- _WHAT YOU SHOULD DO_
Please restate exactly what appears in the records below from the first line to the line where "XXXXXX X XXXXXX" is, that line included.

Data excerpts:
◆ ◆ ◆ ◆ ◆
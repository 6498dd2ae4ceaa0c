//! Static maze layout and the pickup set
//!
//! The layout is parsed once into a tile grid. Walls never change after load;
//! the pickup set shrinks as the player eats and is refilled from the initial
//! set by `reload`.

use glam::IVec2;
use serde::{Deserialize, Serialize};
use thiserror::Error;

use super::collision::Rect;
use crate::consts::{PICKUP_INSET, PICKUP_SIZE, TILE_SIZE};

/// The built-in layout.
///
/// `X` wall, ` ` pickup, `O` empty, `P` player start,
/// `b`/`o`/`p`/`r` adversary starts.
pub const LAYOUT: [&str; 21] = [
    "XXXXXXXXXXXXXXXXXXX",
    "X        X        X",
    "X XX XXX X XXX XX X",
    "X                 X",
    "X XX X XXXXX X XX X",
    "X    X       X    X",
    "XXXX XXXX XXXX XXXX",
    "OOOX X       X XOOO",
    "XXXX X XXrXX X XXXX",
    "O       bpo       O",
    "XXXX X XXXXX X XXXX",
    "OOOX X       X XOOO",
    "XXXX X XXXXX X XXXX",
    "X        X        X",
    "X XX XXX X XXX XX X",
    "X  X     P     X  X",
    "XX X X XXXXX X X XX",
    "X    X   X   X    X",
    "X XXXXXX X XXXXXX X",
    "X                 X",
    "XXXXXXXXXXXXXXXXXXX",
];

/// Adversary identity, one per start marker
#[derive(Debug, Clone, Copy, PartialEq, Eq, Hash, Serialize, Deserialize)]
pub enum AdversaryKind {
    Blue,
    Orange,
    Pink,
    Red,
}

impl AdversaryKind {
    pub const ALL: [AdversaryKind; 4] = [
        AdversaryKind::Blue,
        AdversaryKind::Orange,
        AdversaryKind::Pink,
        AdversaryKind::Red,
    ];

    pub fn marker(&self) -> char {
        match self {
            AdversaryKind::Blue => 'b',
            AdversaryKind::Orange => 'o',
            AdversaryKind::Pink => 'p',
            AdversaryKind::Red => 'r',
        }
    }
}

/// What a single grid cell holds at load time
#[derive(Debug, Clone, Copy, PartialEq, Eq)]
pub enum Tile {
    Wall,
    Pickup,
    Empty,
    PlayerStart,
    AdversaryStart(AdversaryKind),
}

impl Tile {
    pub fn from_char(c: char) -> Option<Self> {
        match c {
            'X' => Some(Tile::Wall),
            ' ' => Some(Tile::Pickup),
            'O' => Some(Tile::Empty),
            'P' => Some(Tile::PlayerStart),
            _ => AdversaryKind::ALL
                .into_iter()
                .find(|kind| kind.marker() == c)
                .map(Tile::AdversaryStart),
        }
    }
}

/// Layout configuration errors. All of them are fatal: there is no default maze.
#[derive(Debug, Clone, PartialEq, Eq, Error)]
pub enum MazeError {
    #[error("maze layout has no rows")]
    Empty,
    #[error("row {row} is {found} tiles wide, expected {expected}")]
    RaggedRow {
        row: usize,
        expected: usize,
        found: usize,
    },
    #[error("unknown tile {tile:?} at row {row}, column {column}")]
    UnknownTile { row: usize, column: usize, tile: char },
    #[error("maze layout has no player start marker")]
    MissingPlayerStart,
    #[error("second player start at {second:?}, first was at {first:?}")]
    DuplicatePlayerStart { first: IVec2, second: IVec2 },
    #[error("adversary marker for {kind:?} appears more than once")]
    DuplicateAdversary { kind: AdversaryKind },
}

/// Parsed maze: wall grid, pickups and start positions
#[derive(Debug, Clone)]
pub struct MazeState {
    rows: usize,
    columns: usize,
    /// Row-major tile grid
    tiles: Vec<Tile>,
    walls: Vec<Rect>,
    initial_pickups: Vec<Rect>,
    pickups: Vec<Rect>,
    player_start: IVec2,
    adversary_starts: Vec<(AdversaryKind, IVec2)>,
}

impl MazeState {
    /// Parse the built-in layout
    pub fn builtin() -> Result<Self, MazeError> {
        Self::load(&LAYOUT)
    }

    /// Parse a fixed-width character grid
    pub fn load<S: AsRef<str>>(lines: &[S]) -> Result<Self, MazeError> {
        let columns = lines.first().ok_or(MazeError::Empty)?.as_ref().chars().count();
        if columns == 0 {
            return Err(MazeError::Empty);
        }

        let mut tiles = Vec::with_capacity(lines.len() * columns);
        let mut walls = Vec::new();
        let mut pickups = Vec::new();
        let mut player_start: Option<IVec2> = None;
        let mut adversary_starts: Vec<(AdversaryKind, IVec2)> = Vec::new();

        for (row, line) in lines.iter().enumerate() {
            let line = line.as_ref();
            let found = line.chars().count();
            if found != columns {
                return Err(MazeError::RaggedRow {
                    row,
                    expected: columns,
                    found,
                });
            }

            for (column, c) in line.chars().enumerate() {
                let tile = Tile::from_char(c).ok_or(MazeError::UnknownTile { row, column, tile: c })?;
                let origin = IVec2::new(column as i32 * TILE_SIZE, row as i32 * TILE_SIZE);

                match tile {
                    Tile::Wall => walls.push(Rect::square(origin, TILE_SIZE)),
                    Tile::Pickup => pickups.push(Rect::square(
                        origin + IVec2::splat(PICKUP_INSET),
                        PICKUP_SIZE,
                    )),
                    Tile::Empty => {}
                    Tile::PlayerStart => {
                        if let Some(first) = player_start {
                            return Err(MazeError::DuplicatePlayerStart { first, second: origin });
                        }
                        player_start = Some(origin);
                    }
                    Tile::AdversaryStart(kind) => {
                        if adversary_starts.iter().any(|(k, _)| *k == kind) {
                            return Err(MazeError::DuplicateAdversary { kind });
                        }
                        adversary_starts.push((kind, origin));
                    }
                }
                tiles.push(tile);
            }
        }

        let player_start = player_start.ok_or(MazeError::MissingPlayerStart)?;

        Ok(Self {
            rows: lines.len(),
            columns,
            tiles,
            walls,
            initial_pickups: pickups.clone(),
            pickups,
            player_start,
            adversary_starts,
        })
    }

    pub fn rows(&self) -> usize {
        self.rows
    }

    pub fn columns(&self) -> usize {
        self.columns
    }

    /// Board width in pixels
    pub fn width(&self) -> i32 {
        self.columns as i32 * TILE_SIZE
    }

    /// Board height in pixels
    pub fn height(&self) -> i32 {
        self.rows as i32 * TILE_SIZE
    }

    pub fn tile(&self, row: usize, column: usize) -> Option<Tile> {
        if row >= self.rows || column >= self.columns {
            return None;
        }
        Some(self.tiles[row * self.columns + column])
    }

    pub fn walls(&self) -> &[Rect] {
        &self.walls
    }

    /// Pickups not yet eaten
    pub fn pickups(&self) -> &[Rect] {
        &self.pickups
    }

    /// The full pickup set as it was at load
    pub fn initial_pickups(&self) -> &[Rect] {
        &self.initial_pickups
    }

    pub fn player_start(&self) -> IVec2 {
        self.player_start
    }

    pub fn adversary_starts(&self) -> &[(AdversaryKind, IVec2)] {
        &self.adversary_starts
    }

    /// Whether the tile containing this pixel is a wall. Pixels off the grid are open.
    pub fn is_wall_at(&self, point: IVec2) -> bool {
        if point.x < 0 || point.y < 0 {
            return false;
        }
        let column = (point.x / TILE_SIZE) as usize;
        let row = (point.y / TILE_SIZE) as usize;
        matches!(self.tile(row, column), Some(Tile::Wall))
    }

    /// Whether a box overlaps any wall tile
    pub fn overlaps_wall(&self, rect: &Rect) -> bool {
        if rect.size.x <= 0 || rect.size.y <= 0 {
            return false;
        }
        // Only the tiles the box covers can overlap it
        let first_col = rect.left().div_euclid(TILE_SIZE).max(0);
        let last_col = (rect.right() - 1).div_euclid(TILE_SIZE).min(self.columns as i32 - 1);
        let first_row = rect.top().div_euclid(TILE_SIZE).max(0);
        let last_row = (rect.bottom() - 1).div_euclid(TILE_SIZE).min(self.rows as i32 - 1);

        (first_row..=last_row).any(|row| {
            (first_col..=last_col)
                .any(|col| matches!(self.tile(row as usize, col as usize), Some(Tile::Wall)))
        })
    }

    /// Adversary side-bound test: touching or crossing the left/right board edge
    pub fn touches_side_bounds(&self, rect: &Rect) -> bool {
        rect.left() <= 0 || rect.right() >= self.width()
    }

    /// Whether any part of the box lies outside the board
    pub fn leaves_board(&self, rect: &Rect) -> bool {
        rect.left() < 0 || rect.top() < 0 || rect.right() > self.width() || rect.bottom() > self.height()
    }

    /// Remove one pickup overlapping the box, if any
    pub fn consume_overlapping(&mut self, rect: &Rect) -> Option<Rect> {
        let index = self.pickups.iter().position(|p| p.overlaps(rect))?;
        Some(self.pickups.remove(index))
    }

    /// Refill the pickup set. Walls are untouched.
    pub fn reload(&mut self) {
        self.pickups.clone_from(&self.initial_pickups);
    }
}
◆ ◆ ◆ ◆ ◆
- _WRITTEN SOLUTION_
repository 6498dd2ae4ceaa0c
//! Static maze layout and the pickup set
//!
//! The layout is parsed once into a tile grid. Walls never change after load;
//! the pickup set shrinks as the player eats and is refilled from the initial
//! set by `reload`.

use glam::IVec2;
use serde::{Deserialize, Serialize};
use thiserror::Error;

use super::collision::Rect;
use crate::consts::{PICKUP_INSET, PICKUP_SIZE, TILE_SIZE};

/// The built-in layout.
///
/// `X` wall, ` ` pickup, `O` empty, `P` player start,
/// `b`/`o`/`p`/`r` adversary starts.
pub const LAYOUT: [&str; 21] = [
    "XXXXXXXXXXXXXXXXXXX",
    "X        X        X",
    "X XX XXX X XXX XX X",
    "X                 X",
    "X XX X XXXXX X XX X",
    "X    X       X    X",
    "XXXX XXXX XXXX XXXX",
    "OOOX X       X XOOO",
    "XXXX X XXrXX X XXXX",
    "O       bpo       O",
    "XXXX X XXXXX X XXXX",
    "OOOX X       X XOOO",
    "XXXX X XXXXX X XXXX",
    "X        X        X",
    "X XX XXX X XXX XX X",
    "X  X     P     X  X",
    "XX X X XXXXX X X XX",
    "X    X   X   X    X",
    "X XXXXXX X XXXXXX X",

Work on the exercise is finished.